“I was a very shy kid.”
Well, when one of India’s original rockstar/superstar says this at the start of your interaction, one is lost for words. The man has a larger than life image on the stage. An entire generation of music lovers and artistes looked up to this man who answers to the name Gary Lawyer.
Gary has always been conferred adjectives to the fullest. ‘Man with the Golden Voice’, ‘India’s first rockstar’, ‘The Indian Jim Morrison’, are a few of them. None of them do justice to the man who goes beyond a certain genre of music. Gary started playing in a band when he was just 11 years of age. Like all good Parsi kids, his preferred choice of instrument was the violin. He would be drawn towards the trumpet just out of his admiration for the great Louis Amrstrong. He claims he was too shy to belt out vocals on the stage and music has never been a joke for him.
“Music is like a religion to me. I am far too serious a musician, deep inside, to just get on to the stage to have fun and forget about it,” said Gary.
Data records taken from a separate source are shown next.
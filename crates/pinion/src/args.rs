//! Call argument bundles passed to native callables.

use smallvec::SmallVec;

use crate::exception::{ExcType, RunResult};
use crate::intern::StringId;
use crate::value::Value;

/// Positional and keyword arguments of one call.
///
/// Values inside a `CallArgs` are not GC roots by themselves; callers keep
/// the originals reachable (on a frame stack or in the context's temporary
/// root stack) for the duration of the call.
#[derive(Debug, Default)]
pub(crate) struct CallArgs {
    pub pos: SmallVec<[Value; 4]>,
    pub kwargs: Vec<(StringId, Value)>,
}

impl CallArgs {
    pub fn empty() -> Self {
        Self::default()
    }

    pub fn positional(values: impl IntoIterator<Item = Value>) -> Self {
        Self {
            pos: values.into_iter().collect(),
            kwargs: Vec::new(),
        }
    }

    pub fn one(value: Value) -> Self {
        Self::positional([value])
    }

    pub fn two(first: Value, second: Value) -> Self {
        Self::positional([first, second])
    }

    pub fn len(&self) -> usize {
        self.pos.len()
    }

    pub fn kwarg(&self, name: StringId) -> Option<Value> {
        self.kwargs
            .iter()
            .find(|(k, _)| *k == name)
            .map(|(_, v)| *v)
    }

    pub fn check_zero_args(&self, name: &str) -> RunResult<()> {
        if self.pos.is_empty() {
            Ok(())
        } else {
            Err(ExcType::type_error(format!(
                "{name}() takes no arguments but {} {} given",
                self.pos.len(),
                if self.pos.len() == 1 { "was" } else { "were" }
            )))
        }
    }

    pub fn get_one_arg(&self, name: &str) -> RunResult<Value> {
        match self.pos.as_slice() {
            [v] => Ok(*v),
            other => Err(ExcType::type_error_arg_count(name, 1, other.len())),
        }
    }

    pub fn get_two_args(&self, name: &str) -> RunResult<(Value, Value)> {
        match self.pos.as_slice() {
            [a, b] => Ok((*a, *b)),
            other => Err(ExcType::type_error_arg_count(name, 2, other.len())),
        }
    }

    pub fn get_one_two_args(&self, name: &str) -> RunResult<(Value, Option<Value>)> {
        match self.pos.as_slice() {
            [a] => Ok((*a, None)),
            [a, b] => Ok((*a, Some(*b))),
            other => Err(ExcType::type_error(format!(
                "{name}() takes 1 or 2 arguments but {} were given",
                other.len()
            ))),
        }
    }

    pub fn get_zero_one_arg(&self, name: &str) -> RunResult<Option<Value>> {
        match self.pos.as_slice() {
            [] => Ok(None),
            [v] => Ok(Some(*v)),
            other => Err(ExcType::type_error(format!(
                "{name}() takes at most 1 argument but {} were given",
                other.len()
            ))),
        }
    }
}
With Bill Crosby, Frank Sinatra and Elvis Presley as your heroes, one would definitely want to perform at the venues these legends have. At the onset of his career, Gary travelled to New York for the same. But the New York system was too complex and professional for him. The artistes were required to have their personal managers, agents, lawyers, in short a team which would fend for him.
“You are literally controlled and I am not the kind of person who wants that under any circumstances. Even if you assured me that I would be the biggest international star, I would still choose to be a free bird rather than been controlled by men in suits,” said Gary, speaking like a true rebel that he is.
Gary did perform at the showcase theaters in New York and was invited to showcase his skills at the then prestigious ‘Catch a rising star’ platform. It was a 2 am slot for him and guess what? He skipped the slot! The man did not want to venture out in the chilly night. No wonder one of his favourite song is ‘I did it my way’ by Frank Sinatra.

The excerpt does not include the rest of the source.